◆ **ASSIGNMENT**:
Reproduce all of the data word for word.

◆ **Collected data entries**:
☆ ☆ ☆ ☆ ☆ ☆ ☆

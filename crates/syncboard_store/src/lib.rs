//! # Syncboard Store
//!
//! Durable home for the board state.
//!
//! This crate provides two layers:
//! - [`SnapshotBackend`]: an opaque byte slot holding one serialized snapshot
//! - [`StateStore`]: the cached [`ApplicationState`] plus the load/seed/save policy
//!
//! Backends do not interpret the bytes they hold; the store owns the JSON format.
//!
//! ## Available Backends
//!
//! - [`FileBackend`] - A single JSON file, rewritten in full on every save
//! - [`InMemoryBackend`] - For tests; can be told to fail
//!
//! ## Example
//!
//! ```rust
//! use std::sync::Arc;
//! use syncboard_protocol::ApplicationState;
//! use syncboard_store::{InMemoryBackend, SnapshotSource, StateStore};
//!
//! # #[tokio::main(flavor = "current_thread")]
//! # async fn main() {
//! let store = StateStore::new(Arc::new(InMemoryBackend::new()), ApplicationState::default());
//! assert_eq!(store.initialize().await.unwrap(), SnapshotSource::Seeded);
//! assert!(store.state().last_updated > 0);
//! # }
//! ```
//!
//! [`ApplicationState`]: syncboard_protocol::ApplicationState

#![deny(unsafe_code)]
#![warn(missing_docs)]
// Production code MUST NOT use panic!/unwrap()/expect()
#![warn(clippy::unwrap_used, clippy::expect_used, clippy::panic)]

mod backend;
mod error;
mod file;
mod memory;
mod store;

pub use backend::SnapshotBackend;
pub use error::{StoreError, StoreResult};
pub use file::FileBackend;
pub use memory::InMemoryBackend;
pub use store::{SnapshotSource, StateStore};
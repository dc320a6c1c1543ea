//! HTTP routes.

use crate::config::ServerConfig;
use crate::error::{ServerError, ServerResult};
use crate::handle::CoordinatorHandle;
use crate::ws;
use axum::http::{HeaderValue, Method};
use axum::routing::get;
use axum::{Json, Router};
use serde::Serialize;
use tower_http::cors::CorsLayer;

/// Path of the health check.
pub const HEALTH_PATH: &str = "/api/health";

#[derive(Debug, Serialize)]
struct Health {
    status: &'static str,
}

async fn health() -> Json<Health> {
    Json(Health { status: "ok" })
}

/// Builds the service router: health check, WebSocket upgrade on `/` and
/// `/ws`, and CORS for the configured origin.
///
/// # Errors
///
/// Returns [`ServerError::InvalidConfig`] if the allowed origin is not a
/// valid header value.
pub fn router(coordinator: CoordinatorHandle, config: &ServerConfig) -> ServerResult<Router> {
    Ok(Router::new()
        .route(HEALTH_PATH, get(health))
        .route("/", get(ws::upgrade))
        .route("/ws", get(ws::upgrade))
        .layer(cors(&config.allowed_origin)?)
        .with_state(coordinator))
}

fn cors(origin: &str) -> ServerResult<CorsLayer> {
    let origin = HeaderValue::from_str(origin)
        .map_err(|_| ServerError::InvalidConfig(format!("invalid allowed origin: {origin:?}")))?;
    Ok(CorsLayer::new()
        .allow_origin(origin)
        .allow_methods([Method::GET, Method::POST])
        .allow_credentials(true))
}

☆ ☆ ☆ ☆ ☆ ☆ ☆

◆ **EXERCISE OUTPUT**:
filename crates/syncboard_store/src/lib.rs
//! # Syncboard Store
//!
//! Durable home for the board state.
//!
//! This crate provides two layers:
//! - [`SnapshotBackend`]: an opaque byte slot holding one serialized snapshot
//! - [`StateStore`]: the cached [`ApplicationState`] plus the load/seed/save policy
//!
//! Backends do not interpret the bytes they hold; the store owns the JSON format.
//!
//! ## Available Backends
//!
//! - [`FileBackend`] - A single JSON file, rewritten in full on every save
//! - [`InMemoryBackend`] - For tests; can be told to fail
//!
//! ## Example
//!
//! ```rust
//! use std::sync::Arc;
//! use syncboard_protocol::ApplicationState;
//! use syncboard_store::{InMemoryBackend, SnapshotSource, StateStore};
//!
//! # #[tokio::main(flavor = "current_thread")]
//! # async fn main() {
//! let store = StateStore::new(Arc::new(InMemoryBackend::new()), ApplicationState::default());
//! assert_eq!(store.initialize().await.unwrap(), SnapshotSource::Seeded);
//! assert!(store.state().last_updated > 0);
//! # }
//! ```
//!
//! [`ApplicationState`]: syncboard_protocol::ApplicationState

#![deny(unsafe_code)]
#![warn(missing_docs)]
// Production code MUST NOT use panic!/unwrap()/expect()
#![warn(clippy::unwrap_used, clippy::expect_used, clippy::panic)]

mod backend;
mod error;
mod file;
mod memory;
mod store;

pub use backend::SnapshotBackend;
pub use error::{StoreError, StoreResult};
pub use file::FileBackend;
pub use memory::InMemoryBackend;
pub use store::{SnapshotSource, StateStore};
repository dc320a6c1c1543ea
//! HTTP routes.

use crate::config::ServerConfig;
use crate::error::{ServerError, ServerResult};
use crate::handle::CoordinatorHandle;
use crate::ws;
use axum::http::{HeaderValue, Method};
use axum::routing::get;
use axum::{Json, Router};
use serde::Serialize;
use tower_http::cors::CorsLayer;

/// Path of the health check.
pub const HEALTH_PATH: &str = "/api/health";

#[derive(Debug, Serialize)]
struct Health {
    status: &'static str,
}

async fn health() -> Json<Health> {
    Json(Health { status: "ok" })
}

/// Builds the service router: health check, WebSocket upgrade on `/` and
/// `/ws`, and CORS for the configured origin.
///
/// # Errors
///
/// Returns [`ServerError::InvalidConfig`] if the allowed origin is not a
/// valid header value.
pub fn router(coordinator: CoordinatorHandle, config: &ServerConfig) -> ServerResult<Router> {
    Ok(Router::new()
        .route(HEALTH_PATH, get(health))
        .route("/", get(ws::upgrade))
        .route("/ws", get(ws::upgrade))
        .layer(cors(&config.allowed_origin)?)
        .with_state(coordinator))
}

fn cors(origin: &str) -> ServerResult<CorsLayer> {
    let origin = HeaderValue::from_str(origin)
        .map_err(|_| ServerError::InvalidConfig(format!("invalid allowed origin: {origin:?}")))?;
    Ok(CorsLayer::new()
        .allow_origin(origin)
        .allow_methods([Method::GET, Method::POST])
        .allow_credentials(true))
}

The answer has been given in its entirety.